04-MAY-B-7
FOLLOWING THE “LOVEFEST” OF STUDENTS AND THEIR PARENTS FROM GWUMC
COMMENCEMENT, COMES GOOD NEWS FROM KEVIN AND HIS HUMANISM IN MEDICINE AWARD
DONATED,
AND ANTHONY COPPOLINO FROM OP SMILE AND HIS AT-LAST GWUMC ACCEPTANCE
PHONE CALL,
AND THE DEVASTATING NEWS OF
SAMMY GORMAN AND JIGMET, AS MARK NAYLOR SETTLES IN AT DERWOOD AND I WORK ON
DETAILS OF REPAIRS THIRD TIME EACH OF WATER HEATER AND A-4 O2 SENSOR
May 17—18, 2004
The
glow of the senior medical students—now first year residents, enjoying their
last brief break before scrambling to find a place to live and moving in at their
new obligations—has hardly faded as two very large bits of news have come
in.
First,
as always, the good news. Kevin Bergman
is leaving the morning following the graduation to go to Israel
with his father. His father had been so
proud of him as I escorted him back from India
on his first ever clinical experience as a freshman medical student who turned
into a doctor on the basis of that experience, a change visible to his
father.
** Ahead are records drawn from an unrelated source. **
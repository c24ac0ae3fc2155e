use crate::pacing::Pacing;
use crate::pipeline::{Status, VerificationOutcome};

/// Worker pool bound used when none is given.
pub const DEFAULT_WORKERS: usize = 10;

#[derive(Debug, Clone, Copy, PartialEq, Eq)]
pub enum Concurrency {
    /// One address at a time, in input order.
    Sequential,
    /// Bounded pool; results arrive in completion order.
    Pooled { workers: usize },
}

impl Default for Concurrency {
    fn default() -> Self {
        Self::Pooled {
            workers: DEFAULT_WORKERS,
        }
    }
}

/// Which outcomes a batch keeps.
#[cfg_attr(feature = "with-serde", derive(serde::Serialize, serde::Deserialize))]
#[derive(Debug, Clone, Copy, PartialEq, Eq, Default)]
pub enum ReportScope {
    /// Drop `Verified` records: absence means valid.
    #[default]
    InvalidOnly,
    /// One record per processed address.
    All,
}

impl ReportScope {
    pub fn keeps(self, status: Status) -> bool {
        match self {
            Self::All => true,
            Self::InvalidOnly => status != Status::Verified,
        }
    }
}

#[derive(Debug, Clone, Default, PartialEq, Eq)]
pub struct BatchOptions {
    pub concurrency: Concurrency,
    pub scope: ReportScope,
    /// Applied before each address is handed out.
    pub pacing: Pacing,
}

#[derive(Debug, Clone, Copy, PartialEq, Eq)]
pub struct Progress {
    pub completed: usize,
    pub total: usize,
}

impl Progress {
    pub fn fraction(&self) -> f64 {
        if self.total == 0 {
            1.0
        } else {
            self.completed as f64 / self.total as f64
        }
    }
}

#[cfg_attr(feature = "with-serde", derive(serde::Serialize, serde::Deserialize))]
#[derive(Debug, Clone, Default, PartialEq)]
pub struct BatchResult {
    pub outcomes: Vec<VerificationOutcome>,
    pub processed: usize,
    pub total: usize,
    /// Set when a cancellation left addresses unprocessed.
    pub cancelled: bool,
}

impl BatchResult {
    pub(crate) fn new(total: usize) -> Self {
        Self {
            total,
            ..Self::default()
        }
    }

    /// Outcomes that are neither `Verified` nor `FallbackVerified`.
    pub fn invalid(&self) -> impl Iterator<Item = &VerificationOutcome> {
        self.outcomes.iter().filter(|o| !o.status.is_deliverable())
    }

    pub fn errors(&self) -> impl Iterator<Item = &VerificationOutcome> {
        self.outcomes.iter().filter(|o| o.status.is_error())
    }

    pub fn all_valid(&self) -> bool {
        self.invalid().next().is_none()
    }
}
//! Third-party verification API, consulted only after the SMTP probe failed
//! to confirm a mailbox (`with-fallback` feature).

use std::time::Duration;

use serde::Deserialize;
use thiserror::Error;
use tracing::debug;

use crate::error::VerifyError;
use crate::pipeline::FallbackVerifier;

#[derive(Debug, Clone, PartialEq, Eq)]
pub struct FallbackOptions {
    pub base_url: String,
    pub timeout: Duration,
    /// Minimum spacing between two API calls, across all workers.
    pub min_interval: Duration,
}

impl Default for FallbackOptions {
    fn default() -> Self {
        Self {
            base_url: "https://api.eva.pingutil.com".to_string(),
            timeout: Duration::from_secs(15),
            min_interval: Duration::from_secs(1),
        }
    }
}

#[derive(Debug, Error)]
pub enum FallbackError {
    #[error("request failed: {source}")]
    Transport {
        #[source]
        source: reqwest::Error,
    },
    #[error("unexpected HTTP status {0}")]
    Status(u16),
    #[error("malformed response: {source}")]
    Parse {
        #[source]
        source: serde_json::Error,
    },
}

#[derive(Debug, Deserialize)]
struct ApiResponse {
    data: ApiVerdict,
}

#[derive(Debug, Deserialize)]
struct ApiVerdict {
    valid_syntax: bool,
    valid_smtp: bool,
}

/// `data.valid_syntax && data.valid_smtp`.
pub fn parse_verdict(body: &str) -> Result<bool, FallbackError> {
    let response: ApiResponse =
        serde_json::from_str(body).map_err(|source| FallbackError::Parse { source })?;
    Ok(response.data.valid_syntax && response.data.valid_smtp)
}

/// `GET {base_url}/email?email=<address>` over a blocking HTTP client.
#[derive(Debug, Clone)]
pub struct ApiFallbackVerifier {
    client: reqwest::blocking::Client,
    endpoint: String,
}

impl ApiFallbackVerifier {
    pub fn new(options: &FallbackOptions) -> Result<Self, VerifyError> {
        let client = reqwest::blocking::Client::builder()
            .timeout(options.timeout)
            .build()
            .map_err(|source| VerifyError::FallbackClient { source })?;
        Ok(Self {
            client,
            endpoint: format!("{}/email", options.base_url.trim_end_matches('/')),
        })
    }

    pub fn check(&self, address: &str) -> Result<bool, FallbackError> {
        let response = self
            .client
            .get(&self.endpoint)
            .query(&[("email", address)])
            .send()
            .map_err(|source| FallbackError::Transport { source })?;
        let status = response.status();
        if !status.is_success() {
            return Err(FallbackError::Status(status.as_u16()));
        }
        let body = response
            .text()
            .map_err(|source| FallbackError::Transport { source })?;
        parse_verdict(&body)
    }
}

impl FallbackVerifier for ApiFallbackVerifier {
    fn verify_via_third_party(&self, address: &str) -> bool {
        match self.check(address) {
            Ok(verified) => verified,
            Err(err) => {
                debug!(address, error = %err, "fallback verification failed");
                false
            }
        }
    }
}

#[cfg(test)]
mod tests {
    use super::*;
    use std::io::{BufRead, BufReader, Write};
    use std::net::TcpListener;
    use std::thread;

    #[test]
    fn both_flags_required() {
        let body = r#"{"status":"success","data":{"email_address":"a@b.com","valid_syntax":true,"valid_smtp":true,"deliverable":true}}"#;
        assert!(parse_verdict(body).expect("parses"));

        let body = r#"{"data":{"valid_syntax":true,"valid_smtp":false}}"#;
        assert!(!parse_verdict(body).expect("parses"));
    }

    #[test]
    fn malformed_body_is_an_error() {
        assert!(matches!(
            parse_verdict("<html>rate limited</html>"),
            Err(FallbackError::Parse { .. })
        ));
        assert!(matches!(
            parse_verdict(r#"{"data":{"valid_syntax":true}}"#),
            Err(FallbackError::Parse { .. })
        ));
    }

    #[test]
    fn unreachable_endpoint_is_not_verified() {
        let verifier = ApiFallbackVerifier::new(&FallbackOptions {
            base_url: "http://127.0.0.1:9".to_string(),
            timeout: Duration::from_millis(500),
            ..FallbackOptions::default()
        })
        .expect("client builds");
        assert!(!verifier.verify_via_third_party("user@example.com"));
    }

    #[test]
    #[ignore = "requires loopback TCP binding"]
    fn queries_endpoint_with_address() {
        let listener = TcpListener::bind("127.0.0.1:0").expect("bind");
        let port = listener.local_addr().expect("addr").port();
        let handle = thread::spawn(move || {
            let (mut stream, _) = listener.accept().expect("accept");
            let mut request_line = String::new();
            BufReader::new(stream.try_clone().expect("clone"))
                .read_line(&mut request_line)
                .expect("read request");
            let body = r#"{"data":{"valid_syntax":true,"valid_smtp":true}}"#;
            write!(
                stream,
                "HTTP/1.1 200 OK\r\ncontent-type: application/json\r\ncontent-length: {}\r\nconnection: close\r\n\r\n{}",
                body.len(),
                body
            )
            .expect("write response");
            request_line
        });

        let verifier = ApiFallbackVerifier::new(&FallbackOptions {
            base_url: format!("http://127.0.0.1:{port}/"),
            ..FallbackOptions::default()
        })
        .expect("client builds");
        assert!(verifier.verify_via_third_party("user@example.com"));
        let request_line = handle.join().expect("server thread");
        assert!(
            request_line.starts_with("GET /email?email=user%40example.com "),
            "{request_line}"
        );
    }
}
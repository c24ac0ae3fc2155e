use std::time::Duration;

/// Configuration knobs for [`MailboxProbe`](super::MailboxProbe).
#[derive(Debug, Clone, PartialEq, Eq)]
pub struct SmtpProbeOptions {
    pub port: u16,
    pub helo_domain: String,
    pub mail_from: String,
    pub connect_timeout: Duration,
    pub command_timeout: Duration,
    /// Upper bound for the whole dialogue, connect included.
    pub session_timeout: Duration,
    pub ipv6: bool,
}

impl Default for SmtpProbeOptions {
    fn default() -> Self {
        Self {
            port: 25,
            helo_domain: local_host_identity(),
            mail_from: "test@example.com".to_string(),
            connect_timeout: Duration::from_secs(15),
            command_timeout: Duration::from_secs(15),
            session_timeout: Duration::from_secs(20),
            ipv6: false,
        }
    }
}

/// The machine's host name, as announced in `HELO`; `localhost` when it
/// cannot be read.
pub fn local_host_identity() -> String {
    hostname::get()
        .ok()
        .and_then(|name| name.into_string().ok())
        .map(|name| name.trim().to_string())
        .filter(|name| !name.is_empty() && !name.contains(char::is_whitespace))
        .unwrap_or_else(|| "localhost".to_string())
}

impl SmtpProbeOptions {
    pub fn helo_command(&self) -> String {
        let name = self.helo_domain.trim();
        if name.is_empty() {
            "HELO localhost".to_string()
        } else {
            format!("HELO {name}")
        }
    }

    pub fn mail_from_command(&self) -> String {
        format!("MAIL FROM:<{}>", self.mail_from.trim())
    }
}

#[cfg(test)]
mod tests {
    use super::*;

    #[test]
    fn default_helo_names_this_host() {
        let options = SmtpProbeOptions::default();
        assert_eq!(options.helo_domain, local_host_identity());
        match hostname::get().ok().and_then(|n| n.into_string().ok()) {
            Some(name) if !name.trim().is_empty() && !name.trim().contains(char::is_whitespace) => {
                assert_eq!(options.helo_domain, name.trim());
            }
            _ => assert_eq!(options.helo_domain, "localhost"),
        }
        assert_eq!(
            options.helo_command(),
            format!("HELO {}", options.helo_domain)
        );
    }

    #[test]
    fn blank_helo_falls_back_to_localhost() {
        let options = SmtpProbeOptions {
            helo_domain: "  ".to_string(),
            ..SmtpProbeOptions::default()
        };
        assert_eq!(options.helo_command(), "HELO localhost");
    }
}
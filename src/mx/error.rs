use thiserror::Error;
use trust_dns_resolver::error::{ResolveError, ResolveErrorKind};

#[derive(Debug, Error)]
pub enum MxError {
    #[error("domain is empty")]
    EmptyDomain,
    #[error("domain length {0} > 255")]
    DomainTooLong(usize),
    #[error("domain IDNA conversion failed")]
    IdnaConversion {
        #[source]
        source: idna::Errors,
    },
    #[error("resolver initialization failed: {source}")]
    ResolverInit {
        #[source]
        source: Box<dyn std::error::Error + Send + Sync>,
    },
    #[error("MX lookup failed: {source}")]
    Lookup {
        #[source]
        source: ResolveError,
    },
}

impl MxError {
    pub(crate) fn idna(source: idna::Errors) -> Self {
        Self::IdnaConversion { source }
    }

    pub(crate) fn resolver_init(
        source: impl Into<Box<dyn std::error::Error + Send + Sync>>,
    ) -> Self {
        Self::ResolverInit {
            source: source.into(),
        }
    }

    pub fn lookup(source: ResolveError) -> Self {
        Self::Lookup { source }
    }

    /// True for the closed set of failures that simply mean "no usable
    /// exchanger": bad input, NXDOMAIN/no answer, timeouts, network and
    /// protocol errors. Anything else points at a bug or a broken host setup.
    pub fn is_expected(&self) -> bool {
        match self {
            Self::EmptyDomain | Self::DomainTooLong(_) | Self::IdnaConversion { .. } => true,
            Self::ResolverInit { .. } => false,
            Self::Lookup { source } => matches!(
                source.kind(),
                ResolveErrorKind::NoRecordsFound { .. }
                    | ResolveErrorKind::Timeout
                    | ResolveErrorKind::Io(_)
                    | ResolveErrorKind::Proto(_)
                    | ResolveErrorKind::NoConnections
            ),
        }
    }
}
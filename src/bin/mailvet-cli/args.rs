use std::time::Duration;

use anyhow::{Context, Result, bail};
use clap::Parser;
use mailvet::batch::DEFAULT_WORKERS;
use mailvet::{
    BatchOptions, Concurrency, Pacing, ReportScope, ResolverOptions, SmtpProbeOptions,
};

#[derive(Parser)]
#[command(name = "mailvet-cli", version, about = "Batch e-mail verification")]
pub struct Cli {
    /// addresses to check
    pub emails: Vec<String>,

    /// read addresses from stdin (one per line)
    #[arg(long)]
    pub stdin: bool,

    /// CSV file holding the address column
    #[cfg(feature = "with-csv")]
    #[arg(long)]
    pub input: Option<std::path::PathBuf>,

    /// address column name in --input
    #[cfg(feature = "with-csv")]
    #[arg(long, default_value = "Email")]
    pub column: String,

    /// worker pool size
    #[arg(long, default_value_t = DEFAULT_WORKERS)]
    pub workers: usize,

    /// check one address at a time, in input order
    #[arg(long, conflicts_with = "workers")]
    pub sequential: bool,

    /// pacing: none|fixed:<ms>|interval:<ms>|bucket:<burst>/<ms>
    #[arg(long, default_value = "none")]
    pub pacing: String,

    /// reported records: invalid|all
    #[arg(long, default_value = "invalid")]
    pub scope: String,

    /// DNS timeout (ms)
    #[arg(long = "dns-timeout", default_value_t = 15_000)]
    pub dns_timeout_ms: u64,

    /// SMTP connect and per-command timeout (ms)
    #[arg(long = "smtp-timeout", default_value_t = 15_000)]
    pub smtp_timeout_ms: u64,

    /// overall SMTP session budget (ms)
    #[arg(long = "session-timeout", default_value_t = 20_000)]
    pub session_timeout_ms: u64,

    /// name sent with HELO (defaults to this host's name)
    #[arg(long)]
    pub helo: Option<String>,

    /// MAIL FROM envelope sender
    #[arg(long = "from", default_value = "test@example.com")]
    pub mail_from: String,

    /// SMTP port
    #[arg(long, default_value_t = 25)]
    pub port: u16,

    /// allow IPv6 exchanger addresses
    #[arg(long)]
    pub ipv6: bool,

    /// consult the verification API when the SMTP probe fails
    #[cfg(feature = "with-fallback")]
    #[arg(long)]
    pub fallback: bool,

    /// base URL of the verification API
    #[cfg(feature = "with-fallback")]
    #[arg(long = "fallback-url")]
    pub fallback_url: Option<String>,

    /// format: human|json|csv
    #[arg(long, default_value = "human")]
    pub format: String,

    /// write the result sheets into this directory
    #[cfg(feature = "with-csv")]
    #[arg(long = "out-dir")]
    pub out_dir: Option<std::path::PathBuf>,

    /// no progress on stderr
    #[arg(long, short)]
    pub quiet: bool,
}

impl Cli {
    pub fn parse() -> Self {
        <Self as Parser>::parse()
    }

    pub fn clap_command() -> clap::Command {
        <Self as clap::CommandFactory>::command()
    }

    pub fn batch_options(&self) -> Result<BatchOptions> {
        let concurrency = if self.sequential {
            Concurrency::Sequential
        } else {
            if self.workers == 0 {
                bail!("--workers must be at least 1");
            }
            Concurrency::Pooled {
                workers: self.workers,
            }
        };
        Ok(BatchOptions {
            concurrency,
            scope: scope_from_str(&self.scope)?,
            pacing: pacing_from_str(&self.pacing)?,
        })
    }

    pub fn resolver_options(&self) -> ResolverOptions {
        ResolverOptions {
            timeout: Duration::from_millis(self.dns_timeout_ms),
            ..ResolverOptions::default()
        }
    }

    pub fn probe_options(&self) -> SmtpProbeOptions {
        let command_timeout = Duration::from_millis(self.smtp_timeout_ms);
        SmtpProbeOptions {
            port: self.port,
            helo_domain: self
                .helo
                .clone()
                .unwrap_or_else(mailvet::smtp_verify::local_host_identity),
            mail_from: self.mail_from.clone(),
            connect_timeout: command_timeout,
            command_timeout,
            session_timeout: Duration::from_millis(self.session_timeout_ms),
            ipv6: self.ipv6,
        }
    }

    #[cfg(feature = "with-fallback")]
    pub fn fallback_options(&self) -> mailvet::FallbackOptions {
        let mut options = mailvet::FallbackOptions::default();
        if let Some(url) = &self.fallback_url {
            options.base_url = url.clone();
        }
        options
    }
}

pub fn scope_from_str(s: &str) -> Result<ReportScope> {
    match s {
        "invalid" => Ok(ReportScope::InvalidOnly),
        "all" => Ok(ReportScope::All),
        other => bail!("unknown --scope '{other}', use: invalid|all"),
    }
}

pub fn pacing_from_str(s: &str) -> Result<Pacing> {
    let (kind, value) = s.split_once(':').unwrap_or((s, ""));
    let millis = |v: &str| -> Result<Duration> {
        let ms: u64 = v
            .parse()
            .with_context(|| format!("invalid milliseconds '{v}' in --pacing"))?;
        Ok(Duration::from_millis(ms))
    };
    match kind {
        "none" if value.is_empty() => Ok(Pacing::None),
        "fixed" => Ok(Pacing::FixedDelay(millis(value)?)),
        "interval" => Ok(Pacing::MinInterval(millis(value)?)),
        "bucket" => {
            let Some((burst, per)) = value.split_once('/') else {
                bail!("--pacing bucket expects <burst>/<ms>");
            };
            let burst: u32 = burst
                .parse()
                .with_context(|| format!("invalid burst '{burst}' in --pacing"))?;
            if burst == 0 {
                bail!("--pacing bucket burst must be at least 1");
            }
            Ok(Pacing::TokenBucket {
                burst,
                per: millis(per)?,
            })
        }
        _ => bail!("unknown --pacing '{s}', use: none|fixed:<ms>|interval:<ms>|bucket:<burst>/<ms>"),
    }
}
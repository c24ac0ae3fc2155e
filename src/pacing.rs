//! Cooperative throttles for outbound probing.
//!
//! Mail servers and verification APIs flag bursts of probes as abuse. A
//! [`Pacer`] is consulted before each outbound unit of work and blocks the
//! calling thread for as long as the policy requires.

use std::sync::atomic::{AtomicBool, Ordering};
use std::sync::{Mutex, PoisonError};
use std::thread;
use std::time::{Duration, Instant};

pub trait Pacer: Send + Sync {
    fn pace(&self);
}

/// Pacing policy as plain configuration.
#[derive(Debug, Clone, Copy, PartialEq, Eq, Default)]
pub enum Pacing {
    #[default]
    None,
    /// Sleep `delay` before every item except the first.
    FixedDelay(Duration),
    /// At least `interval` between consecutive items, across threads.
    MinInterval(Duration),
    /// Bursts of up to `burst` items, refilled one token per `per`.
    TokenBucket { burst: u32, per: Duration },
}

impl Pacing {
    pub fn build(self) -> Box<dyn Pacer> {
        match self {
            Self::None => Box::new(Unpaced),
            Self::FixedDelay(delay) => Box::new(FixedDelay::new(delay)),
            Self::MinInterval(interval) => Box::new(MinInterval::new(interval)),
            Self::TokenBucket { burst, per } => Box::new(TokenBucket::new(burst, per)),
        }
    }
}

#[derive(Debug, Clone, Copy, Default)]
pub struct Unpaced;

impl Pacer for Unpaced {
    fn pace(&self) {}
}

#[derive(Debug)]
pub struct FixedDelay {
    delay: Duration,
    started: AtomicBool,
}

impl FixedDelay {
    pub fn new(delay: Duration) -> Self {
        Self {
            delay,
            started: AtomicBool::new(false),
        }
    }
}

impl Pacer for FixedDelay {
    fn pace(&self) {
        if self.started.swap(true, Ordering::AcqRel) && !self.delay.is_zero() {
            thread::sleep(self.delay);
        }
    }
}

#[derive(Debug)]
pub struct MinInterval {
    interval: Duration,
    last: Mutex<Option<Instant>>,
}

impl MinInterval {
    pub fn new(interval: Duration) -> Self {
        Self {
            interval,
            last: Mutex::new(None),
        }
    }
}

impl Pacer for MinInterval {
    fn pace(&self) {
        // Lock held across the sleep: callers are served one at a time.
        let mut last = self.last.lock().unwrap_or_else(PoisonError::into_inner);
        if let Some(previous) = *last {
            let ready_at = previous + self.interval;
            let now = Instant::now();
            if ready_at > now {
                thread::sleep(ready_at - now);
            }
        }
        *last = Some(Instant::now());
    }
}

#[derive(Debug)]
struct Bucket {
    tokens: f64,
    refilled_at: Instant,
}

#[derive(Debug)]
pub struct TokenBucket {
    burst: f64,
    per: Duration,
    state: Mutex<Bucket>,
}

impl TokenBucket {
    pub fn new(burst: u32, per: Duration) -> Self {
        let burst = f64::from(burst.max(1));
        Self {
            burst,
            per,
            state: Mutex::new(Bucket {
                tokens: burst,
                refilled_at: Instant::now(),
            }),
        }
    }
}

impl Pacer for TokenBucket {
    fn pace(&self) {
        let mut bucket = self.state.lock().unwrap_or_else(PoisonError::into_inner);
        if self.per.is_zero() {
            return;
        }
        let per = self.per.as_secs_f64();
        let now = Instant::now();
        let elapsed = now.duration_since(bucket.refilled_at).as_secs_f64();
        bucket.tokens = (bucket.tokens + elapsed / per).min(self.burst);
        bucket.refilled_at = now;
        if bucket.tokens < 1.0 {
            let wait = Duration::from_secs_f64((1.0 - bucket.tokens) * per);
            thread::sleep(wait);
            bucket.tokens = 1.0;
            bucket.refilled_at = Instant::now();
        }
        bucket.tokens -= 1.0;
    }
}
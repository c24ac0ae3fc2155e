use std::fmt;

/// Steps of the probe dialogue, in the order they are issued.
#[derive(Debug, Clone, Copy, PartialEq, Eq)]
pub enum ProbeStage {
    Connect,
    Greeting,
    Helo,
    MailFrom,
    RcptTo,
    Quit,
}

impl fmt::Display for ProbeStage {
    fn fmt(&self, f: &mut fmt::Formatter<'_>) -> fmt::Result {
        f.write_str(match self {
            Self::Connect => "connect",
            Self::Greeting => "greeting",
            Self::Helo => "HELO",
            Self::MailFrom => "MAIL FROM",
            Self::RcptTo => "RCPT TO",
            Self::Quit => "QUIT",
        })
    }
}

/// A raw SMTP reply, preserving the numeric status code and message text.
#[derive(Debug, Clone, PartialEq, Eq)]
pub struct SmtpReply {
    pub code: u16,
    pub message: String,
}

impl SmtpReply {
    pub fn is_positive_completion(&self) -> bool {
        (200..300).contains(&self.code)
    }
}
use std::sync::LazyLock;

use regex::Regex;

static DOMAIN_PART: LazyLock<Regex> = LazyLock::new(|| {
    Regex::new(r"^(?:[a-z0-9-]+\.)+[a-z]{2,}$").expect("domain pattern compiles")
});

/// Dot-separated `[a-z0-9-]` labels, final label alphabetic (>= 2 chars).
/// Pushes invalidating reasons into `reasons`; expects a lower-cased input.
pub(crate) fn check_domain(domain: &str, reasons: &mut Vec<String>) {
    if domain.is_empty() || domain.len() > 253 {
        reasons.push(format!(
            "domain length {} invalid (1..=253)",
            domain.len()
        ));
        return;
    }

    if !DOMAIN_PART.is_match(domain) {
        reasons.push(format!("domain '{domain}' does not match label rules"));
        return;
    }

    for label in domain.split('.') {
        if label.len() > 63 {
            reasons.push(format!(
                "domain label '{}' length {} > 63",
                label,
                label.len()
            ));
        }
        if label.starts_with('-') || label.ends_with('-') {
            reasons.push(format!(
                "domain label '{}' cannot start/end with '-'",
                label
            ));
        }
    }
}
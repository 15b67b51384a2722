//! Error types for the cache engine
//!
//! Provides unified error handling using thiserror.

use thiserror::Error;

// == Cache Error Enum ==
/// Unified error type for the cache engine.
///
/// `NotFound` is the normal miss path rather than a failure; callers usually
/// match on it instead of propagating it.
#[derive(Error, Debug)]
pub enum CacheError {
    /// Key was empty when constructing a cache item
    #[error("Invalid key: key cannot be empty")]
    InvalidKey,

    /// Key not found in cache (absent or expired)
    #[error("Key not found: {0}")]
    NotFound(String),

    /// A persisted record could not be encoded or decoded
    #[error("Serialization error: {0}")]
    Serialization(#[from] serde_json::Error),

    /// Reading or writing the persisted store failed
    #[error("I/O error: {0}")]
    Io(#[from] std::io::Error),
}

impl CacheError {
    /// Returns true for the miss path (absent or expired key).
    pub fn is_not_found(&self) -> bool {
        matches!(self, CacheError::NotFound(_))
    }
}

// == Result Type Alias ==
/// Convenience Result type for the cache engine.
pub type Result<T> = std::result::Result<T, CacheError>;

#[cfg(test)]
mod tests {
    use super::*;

    #[test]
    fn test_not_found_message() {
        let err = CacheError::NotFound("foo".to_string());
        assert_eq!(err.to_string(), "Key not found: foo");
        assert!(err.is_not_found());
    }

    #[test]
    fn test_invalid_key_is_not_a_miss() {
        assert!(!CacheError::InvalidKey.is_not_found());
    }

    #[test]
    fn test_serialization_error_from() {
        let json_err = serde_json::from_str::<u32>("not a number").unwrap_err();
        let err: CacheError = json_err.into();
        assert!(matches!(err, CacheError::Serialization(_)));
    }
}
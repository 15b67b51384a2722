//! In-memory storage backend.

use std::collections::HashMap;

use crate::error::Result;
use crate::storage::Storage;

// == Memory Storage ==
/// `HashMap` backed storage. Reads clone the stored record.
#[derive(Debug, Clone)]
pub struct MemoryStorage<T> {
    records: HashMap<String, T>,
}

impl<T> MemoryStorage<T> {
    pub fn new() -> Self {
        Self {
            records: HashMap::new(),
        }
    }
}

impl<T> Default for MemoryStorage<T> {
    fn default() -> Self {
        Self::new()
    }
}

impl<T: Clone> Storage<T> for MemoryStorage<T> {
    fn get(&self, key: &str) -> Option<T> {
        self.records.get(key).cloned()
    }

    fn set(&mut self, key: &str, value: T) -> Result<()> {
        self.records.insert(key.to_string(), value);
        Ok(())
    }

    fn remove(&mut self, key: &str) -> Result<Option<T>> {
        Ok(self.records.remove(key))
    }

    fn size(&self) -> usize {
        self.records.len()
    }

    fn keys(&self) -> Vec<String> {
        self.records.keys().cloned().collect()
    }
}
He had driven us to GW back from
Dulles on arrival from Ladakh and beamed at me, and I assured him I would see
him shortly at graduation, and how short that time seemed! It had been the same with Amy whom I had
remembered vividly as a wannabe medical student and an eager repeat applicant
when we first met with a sister who had also been with her here at graduation
and the whole family once again reunited at the happy event.
Kevin’s
classmates voted him the winner of the humanism in Medicine Award, a very
fitting and well deserved honor from his peers.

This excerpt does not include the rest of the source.